▼

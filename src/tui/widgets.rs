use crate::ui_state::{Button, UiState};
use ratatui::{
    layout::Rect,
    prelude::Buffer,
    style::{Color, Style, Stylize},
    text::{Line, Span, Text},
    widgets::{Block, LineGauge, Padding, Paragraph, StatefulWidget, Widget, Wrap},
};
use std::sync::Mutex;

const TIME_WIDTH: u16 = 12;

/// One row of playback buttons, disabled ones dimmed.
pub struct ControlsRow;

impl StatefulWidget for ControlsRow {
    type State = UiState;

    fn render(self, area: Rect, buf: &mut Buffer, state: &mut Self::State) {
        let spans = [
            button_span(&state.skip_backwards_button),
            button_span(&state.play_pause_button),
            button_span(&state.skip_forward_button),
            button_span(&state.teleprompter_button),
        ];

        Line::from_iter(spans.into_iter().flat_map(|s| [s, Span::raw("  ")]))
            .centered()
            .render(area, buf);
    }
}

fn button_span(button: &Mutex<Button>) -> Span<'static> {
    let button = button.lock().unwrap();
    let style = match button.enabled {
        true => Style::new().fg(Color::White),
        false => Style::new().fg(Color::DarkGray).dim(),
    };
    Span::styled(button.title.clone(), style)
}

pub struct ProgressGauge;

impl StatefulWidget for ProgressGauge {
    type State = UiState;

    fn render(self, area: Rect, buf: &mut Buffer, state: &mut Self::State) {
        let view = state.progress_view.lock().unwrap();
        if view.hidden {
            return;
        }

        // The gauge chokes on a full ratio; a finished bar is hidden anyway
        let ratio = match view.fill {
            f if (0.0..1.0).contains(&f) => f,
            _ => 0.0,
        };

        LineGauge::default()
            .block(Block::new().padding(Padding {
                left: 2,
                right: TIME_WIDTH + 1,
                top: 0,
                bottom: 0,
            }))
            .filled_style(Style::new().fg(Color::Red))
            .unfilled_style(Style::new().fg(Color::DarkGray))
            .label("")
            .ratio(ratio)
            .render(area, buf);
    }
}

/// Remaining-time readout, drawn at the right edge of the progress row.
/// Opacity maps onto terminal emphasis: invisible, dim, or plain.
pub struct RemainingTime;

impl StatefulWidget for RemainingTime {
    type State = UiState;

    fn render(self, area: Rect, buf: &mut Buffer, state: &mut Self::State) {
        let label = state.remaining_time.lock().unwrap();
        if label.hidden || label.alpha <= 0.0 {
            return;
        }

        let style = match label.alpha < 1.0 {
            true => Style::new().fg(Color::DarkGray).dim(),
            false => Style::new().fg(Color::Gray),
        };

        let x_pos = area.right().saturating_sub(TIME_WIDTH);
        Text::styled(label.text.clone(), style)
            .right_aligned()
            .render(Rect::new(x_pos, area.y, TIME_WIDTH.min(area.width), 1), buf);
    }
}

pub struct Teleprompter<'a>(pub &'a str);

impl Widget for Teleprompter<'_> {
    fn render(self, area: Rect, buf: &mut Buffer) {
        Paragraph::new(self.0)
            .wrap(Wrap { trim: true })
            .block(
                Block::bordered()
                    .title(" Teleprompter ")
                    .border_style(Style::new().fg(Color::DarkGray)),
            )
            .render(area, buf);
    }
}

▲
▼

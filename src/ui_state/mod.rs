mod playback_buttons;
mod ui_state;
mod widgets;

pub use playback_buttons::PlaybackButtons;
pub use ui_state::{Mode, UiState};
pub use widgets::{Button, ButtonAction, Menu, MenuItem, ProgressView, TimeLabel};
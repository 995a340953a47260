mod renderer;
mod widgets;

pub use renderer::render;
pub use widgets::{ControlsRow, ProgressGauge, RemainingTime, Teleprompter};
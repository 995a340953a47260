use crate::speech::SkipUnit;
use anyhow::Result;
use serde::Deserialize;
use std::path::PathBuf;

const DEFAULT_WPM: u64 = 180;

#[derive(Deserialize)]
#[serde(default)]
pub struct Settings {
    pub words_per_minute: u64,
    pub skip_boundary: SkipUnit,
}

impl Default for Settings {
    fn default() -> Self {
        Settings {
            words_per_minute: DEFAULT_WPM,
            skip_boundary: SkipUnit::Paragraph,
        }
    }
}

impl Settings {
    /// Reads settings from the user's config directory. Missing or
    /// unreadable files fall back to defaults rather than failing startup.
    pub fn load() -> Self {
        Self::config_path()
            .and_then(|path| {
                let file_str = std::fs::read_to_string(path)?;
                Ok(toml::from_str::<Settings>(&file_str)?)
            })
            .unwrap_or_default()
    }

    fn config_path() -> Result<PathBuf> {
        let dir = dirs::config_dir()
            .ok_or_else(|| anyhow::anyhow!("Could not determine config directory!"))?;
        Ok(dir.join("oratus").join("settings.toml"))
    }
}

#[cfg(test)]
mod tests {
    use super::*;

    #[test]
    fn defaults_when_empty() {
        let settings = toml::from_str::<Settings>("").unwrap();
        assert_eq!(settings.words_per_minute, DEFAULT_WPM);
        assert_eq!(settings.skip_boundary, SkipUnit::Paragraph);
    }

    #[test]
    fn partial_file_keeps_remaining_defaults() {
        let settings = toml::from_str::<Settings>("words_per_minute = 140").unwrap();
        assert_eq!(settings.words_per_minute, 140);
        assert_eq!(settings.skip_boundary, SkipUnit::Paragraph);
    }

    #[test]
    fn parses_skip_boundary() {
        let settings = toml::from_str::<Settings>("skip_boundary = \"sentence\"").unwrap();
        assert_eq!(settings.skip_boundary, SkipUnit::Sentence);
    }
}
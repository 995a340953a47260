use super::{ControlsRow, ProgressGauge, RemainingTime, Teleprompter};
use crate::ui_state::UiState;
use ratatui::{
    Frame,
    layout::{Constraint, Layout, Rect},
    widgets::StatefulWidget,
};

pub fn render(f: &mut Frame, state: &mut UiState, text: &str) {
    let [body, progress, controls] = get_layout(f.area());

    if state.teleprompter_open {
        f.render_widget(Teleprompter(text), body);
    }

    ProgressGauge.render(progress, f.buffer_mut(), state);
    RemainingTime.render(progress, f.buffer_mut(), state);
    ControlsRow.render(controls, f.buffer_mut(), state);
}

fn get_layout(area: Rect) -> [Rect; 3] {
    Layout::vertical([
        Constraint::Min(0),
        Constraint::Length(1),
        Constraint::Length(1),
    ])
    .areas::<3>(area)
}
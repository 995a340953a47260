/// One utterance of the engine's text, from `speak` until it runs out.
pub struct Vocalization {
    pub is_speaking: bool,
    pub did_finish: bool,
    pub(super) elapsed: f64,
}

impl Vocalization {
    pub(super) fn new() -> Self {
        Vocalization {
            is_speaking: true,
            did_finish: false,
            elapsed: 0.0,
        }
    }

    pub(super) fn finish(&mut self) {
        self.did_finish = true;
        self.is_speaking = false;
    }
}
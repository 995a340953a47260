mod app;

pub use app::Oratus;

▲

▸ **Task requirements**:
Once you have checked every line of the material above, return the ones that hold the string "SkipUnit".

▸ **Your response**:
use crate::speech::SkipUnit;
    pub skip_boundary: SkipUnit,
            skip_boundary: SkipUnit::Paragraph,
        assert_eq!(settings.skip_boundary, SkipUnit::Paragraph);
        assert_eq!(settings.skip_boundary, SkipUnit::Paragraph);
        assert_eq!(settings.skip_boundary, SkipUnit::Sentence);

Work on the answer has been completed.